AnneFrankOn Nov. 27, Quill & Quire published an op-ed by John Degen, executive director of the Writers’ Union of Canada, in support of extending the copyright term of The Diary of Anne Frank by naming Frank’s father, Otto, as co-author. The following is a rebuttal.

John Degen describes the Anne Frank Fonds’ attempt to extend the copyright term of The Diary of Anne Frank by claiming Otto Frank as co-author as an “elegant” move worthy of support. It is not. It is a tactic that is inimical to the integrity of authorship, hurts authors, shortchanges the public, and deserves the public protest it has engendered.

This development is backed by a highly questionable legal theory that threatens authors’ rights, as well as a cynical view of the public domain. It’s important to set the record straight on both accounts.

Compilers are not co-authors

Authors in particular should be concerned about the fonds’ claim because the distinction between co-authors and creators of compilations and adaptations is of tremendous legal significance. Not only does co-authorship affect the copyright term; co-authors also take equal rights to the original work. In countries such as Canada, where authors also have important moral rights, co-authors share those rights as well. We need to be extremely careful about who receives co-authorship status, as a misstep can dilute and prejudice the rights meant to be reserved to the creators of original work.

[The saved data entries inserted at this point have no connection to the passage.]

mod common;

use std::fs;
use std::path::Path;
use std::sync::Arc;

use axum::body::Body;
use axum::http::{header, Request, StatusCode};
use http_body_util::BodyExt;
use serde_json::{json, Value};
use tempfile::TempDir;
use tower::ServiceExt;

use common::FakePlaylists;
use dapsync::cli::Args;
use dapsync::config::Config;
use dapsync::http::{build_router, state::AppState};
use dapsync::playlists::PlaylistSource;

struct Fixture {
    dir: TempDir,
    config: Arc<Config>,
}

impl Fixture {
    fn new() -> Self {
        let dir = tempfile::tempdir().unwrap();
        let root = dir.path();
        let music = root.join("music");
        let books = root.join("audiobooks");
        write_file(&music.join("Artist1/Album1/01.mp3"), 1024);
        write_file(&music.join("Artist1/Album2/01.mp3"), 512);
        write_file(&music.join("Beatles - Abbey Road/01.flac"), 512);
        write_file(&books.join("Book1.m4b"), 2048);
        fs::write(root.join("template.sh"), "SEL={{SYNC_SELECTION_FILE}}\n").unwrap();

        let args = Args {
            music_source: Some(music.display().to_string()),
            audiobooks_source: Some(books.display().to_string()),
            music_directory: Some("/host/music/".into()),
            audiobooks_directory: Some("/host/books/".into()),
            selection_file: Some(root.join("data/sync_selection.txt")),
            playlists_dir: Some(root.join("data/Playlists")),
            script_template: Some(root.join("template.sh")),
            script_output: Some(root.join("data/dap_sync.sh")),
            device_size: Some(1),
            ..Args::default()
        };
        let config = Arc::new(Config::resolve(None, &args));
        Self { dir, config }
    }

    fn app(&self, playlists: impl PlaylistSource + 'static) -> axum::Router {
        build_router(AppState {
            config: Arc::clone(&self.config),
            playlists: Arc::new(playlists),
        })
    }

    fn data(&self, name: &str) -> std::path::PathBuf {
        self.dir.path().join("data").join(name)
    }
}

fn write_file(path: &Path, len: usize) {
    fs::create_dir_all(path.parent().unwrap()).unwrap();
    fs::write(path, vec![0u8; len]).unwrap();
}

async fn body_json(response: axum::response::Response) -> Value {
    let bytes = response.into_body().collect().await.unwrap().to_bytes();
    serde_json::from_slice(&bytes).unwrap()
}

fn get(uri: &str) -> Request<Body> {
    Request::builder().uri(uri).body(Body::empty()).unwrap()
}

fn post_json(uri: &str, body: Value) -> Request<Body> {
    Request::builder()
        .method("POST")
        .uri(uri)
        .header(header::CONTENT_TYPE, "application/json")
        .body(Body::from(body.to_string()))
        .unwrap()
}

// ── GET /api/albums ───────────────────────────────────────────────────────────

#[tokio::test]
async fn albums_lists_catalog_and_sizes() {
    let fx = Fixture::new();
    let response = fx.app(FakePlaylists::unconfigured()).oneshot(get("/api/albums")).await.unwrap();
    assert_eq!(response.status(), StatusCode::OK);

    let body = body_json(response).await;
    assert_eq!(
        body["albums"],
        json!(["Artist1/Album1", "Artist1/Album2", "Beatles - Abbey Road"])
    );
    assert_eq!(body["albums_by_artist"]["Beatles"][0]["name"], "Abbey Road");
    assert_eq!(body["albums_by_artist"]["Artist1"][0]["size_formatted"], "1.0 KB");
    assert_eq!(body["audiobooks"][0]["path"], "Book1.m4b");
    assert_eq!(body["total_size"], 2048);
    assert_eq!(body["total_size_formatted"], "2.0 KB");
    assert_eq!(body["audiobooks_total_size"], 2048);
    assert_eq!(body["device_size_gb"], 1);
    assert_eq!(body["device_size_bytes"], 1_073_741_824u64);
    assert_eq!(body["device_size_formatted"], "1.0 GB");
    assert_eq!(body["subsonic_configured"], false);
    assert_eq!(body["selection"]["music"]["mode"], "all");
}

#[tokio::test]
async fn albums_reports_configured_playlist_source() {
    let fx = Fixture::new();
    let response = fx
        .app(FakePlaylists::with(vec![]))
        .oneshot(get("/api/albums"))
        .await
        .unwrap();
    assert_eq!(body_json(response).await["subsonic_configured"], true);
}

// ── /api/selection ────────────────────────────────────────────────────────────

#[tokio::test]
async fn selection_defaults_when_nothing_saved() {
    let fx = Fixture::new();
    let response = fx.app(FakePlaylists::unconfigured()).oneshot(get("/api/selection")).await.unwrap();
    assert_eq!(response.status(), StatusCode::OK);
    assert_eq!(
        body_json(response).await,
        json!({
            "music": {"mode": "all", "albums": []},
            "audiobooks": {"mode": "all", "items": []},
            "playlists": {"ids": []}
        })
    );
}

#[tokio::test]
async fn saving_writes_selection_playlists_and_script() {
    let fx = Fixture::new();
    let source = FakePlaylists::with(vec![("p1", "Road Trip", vec!["A/B/01.mp3"])]);
    let app = fx.app(source);

    let response = app
        .clone()
        .oneshot(post_json(
            "/api/selection",
            json!({
                "music_mode": "selected",
                "music_albums": ["Artist1/Album1"],
                "audiobooks_mode": "all",
                "audiobooks": [],
                "playlist_ids": ["p1"]
            }),
        ))
        .await
        .unwrap();
    assert_eq!(response.status(), StatusCode::OK);
    assert_eq!(body_json(response).await["success"], true);

    let selection = fs::read_to_string(fx.data("sync_selection.txt")).unwrap();
    assert_eq!(
        selection,
        "MUSIC_ALBUM=/host/music/Artist1/Album1\nALL_AUDIOBOOKS=true\nPLAYLIST_ID=p1\n"
    );
    let playlist = fs::read_to_string(fx.data("Playlists/Road Trip.m3u8")).unwrap();
    assert_eq!(playlist, "/<HDD0>/music/A/B/01.mp3\n");
    let script = fs::read_to_string(fx.data("dap_sync.sh")).unwrap();
    assert_eq!(
        script,
        format!("SEL={}\n", fx.data("sync_selection.txt").display())
    );

    let response = app.oneshot(get("/api/selection")).await.unwrap();
    let body = body_json(response).await;
    assert_eq!(body["music"]["mode"], "selected");
    assert_eq!(body["music"]["albums"], json!(["Artist1/Album1"]));
    assert_eq!(body["playlists"]["ids"], json!(["p1"]));
}

#[tokio::test]
async fn saving_accepts_legacy_field_names() {
    let fx = Fixture::new();
    let response = fx
        .app(FakePlaylists::unconfigured())
        .oneshot(post_json(
            "/api/selection",
            json!({"mode": "selected", "albums": ["Beatles - Abbey Road"]}),
        ))
        .await
        .unwrap();
    assert_eq!(response.status(), StatusCode::OK);

    let selection = fs::read_to_string(fx.data("sync_selection.txt")).unwrap();
    assert_eq!(
        selection,
        "MUSIC_ALBUM=/host/music/Beatles - Abbey Road\nALL_AUDIOBOOKS=true\n"
    );
}

#[tokio::test]
async fn saving_treats_null_modes_as_all() {
    let fx = Fixture::new();
    let response = fx
        .app(FakePlaylists::unconfigured())
        .oneshot(post_json(
            "/api/selection",
            json!({
                "music_mode": null,
                "music_albums": ["Artist1/Album1"],
                "audiobooks_mode": null,
                "playlist_mode": null
            }),
        ))
        .await
        .unwrap();
    assert_eq!(response.status(), StatusCode::OK);

    let selection = fs::read_to_string(fx.data("sync_selection.txt")).unwrap();
    assert_eq!(selection, "ALL_MUSIC=true\nALL_AUDIOBOOKS=true\n");
}

#[tokio::test]
async fn saving_drops_entries_with_line_breaks() {
    let fx = Fixture::new();
    let response = fx
        .app(FakePlaylists::unconfigured())
        .oneshot(post_json(
            "/api/selection",
            json!({
                "music_mode": "selected",
                "music_albums": ["Artist1/Album1\nALL_MUSIC=true", "Artist1/Album2"]
            }),
        ))
        .await
        .unwrap();
    assert_eq!(response.status(), StatusCode::OK);

    let selection = fs::read_to_string(fx.data("sync_selection.txt")).unwrap();
    assert_eq!(
        selection,
        "MUSIC_ALBUM=/host/music/Artist1/Album2\nALL_AUDIOBOOKS=true\n"
    );
}

#[tokio::test]
async fn saving_succeeds_without_template() {
    let fx = Fixture::new();
    fs::remove_file(fx.dir.path().join("template.sh")).unwrap();

    let response = fx
        .app(FakePlaylists::unconfigured())
        .oneshot(post_json("/api/selection", json!({})))
        .await
        .unwrap();
    assert_eq!(response.status(), StatusCode::OK);
    assert!(fx.data("sync_selection.txt").is_file());
    assert!(!fx.data("dap_sync.sh").exists());
}

#[tokio::test]
async fn failed_write_is_reported() {
    let fx = Fixture::new();
    // a file where the data directory should be
    fs::write(fx.dir.path().join("data"), "").unwrap();

    let response = fx
        .app(FakePlaylists::unconfigured())
        .oneshot(post_json("/api/selection", json!({"music_mode": "all"})))
        .await
        .unwrap();
    assert_eq!(response.status(), StatusCode::INTERNAL_SERVER_ERROR);
    assert_eq!(body_json(response).await["success"], false);
}

// ── GET /api/playlists ────────────────────────────────────────────────────────

#[tokio::test]
async fn playlists_unavailable_is_503() {
    let fx = Fixture::new();
    let response = fx.app(FakePlaylists::unconfigured()).oneshot(get("/api/playlists")).await.unwrap();
    assert_eq!(response.status(), StatusCode::SERVICE_UNAVAILABLE);
    assert!(body_json(response).await["error"].is_string());
}

#[tokio::test]
async fn playlists_configured_but_empty_is_200() {
    let fx = Fixture::new();
    let response = fx.app(FakePlaylists::with(vec![])).oneshot(get("/api/playlists")).await.unwrap();
    assert_eq!(response.status(), StatusCode::OK);
    assert_eq!(body_json(response).await, json!({"playlists": []}));
}

#[tokio::test]
async fn playlists_are_listed() {
    let fx = Fixture::new();
    let source = FakePlaylists::with(vec![("p1", "Road Trip", vec!["a.mp3", "b.mp3"])]);
    let response = fx.app(source).oneshot(get("/api/playlists")).await.unwrap();
    let body = body_json(response).await;
    assert_eq!(body["playlists"][0]["id"], "p1");
    assert_eq!(body["playlists"][0]["name"], "Road Trip");
    assert_eq!(body["playlists"][0]["songCount"], 2);
}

To be clear, this does not mean Otto Frank or someone in his position who may edit or compile works written by others are not authors for copyright purposes. Rather, they can be authors of distinct works, namely, in their respective original contributions. In Otto Frank’s case, this would be his particular selection from and arrangement of the original diaries along with his editing of the text. Otto Frank’s contributions were not an act of joint authorship with his daughter; they were independent acts, that, if sufficiently original, deserve an independent copyright with an independent copyright term.

But these rights – which are straightforward and well established – are not what the Anne Frank Fonds is claiming. Instead, it take things one step farther and argues that Otto Frank’s contributions also make him a co-author of the underlying original work: the diaries famously written by his daughter, or at least those parts of them published in The Diary of Anne Frank. This claim is unprecedented and deeply problematic. In Canada, for example, a “work of joint authorship” means a work produced by the collaboration of two or more authors in which the contribution of one author is not distinct from the contribution of the other author or authors. The claim that the personal diaries of a teenage girl were actually not her own individual work, but a work jointly produced with her father seems not only prejudicial to Anne Frank’s memory and to her authorial integrity, but might also irrevocably tarnish its authenticity. A work written jointly by a girl and her father will likely be read differently from a personal diary written by a little girl.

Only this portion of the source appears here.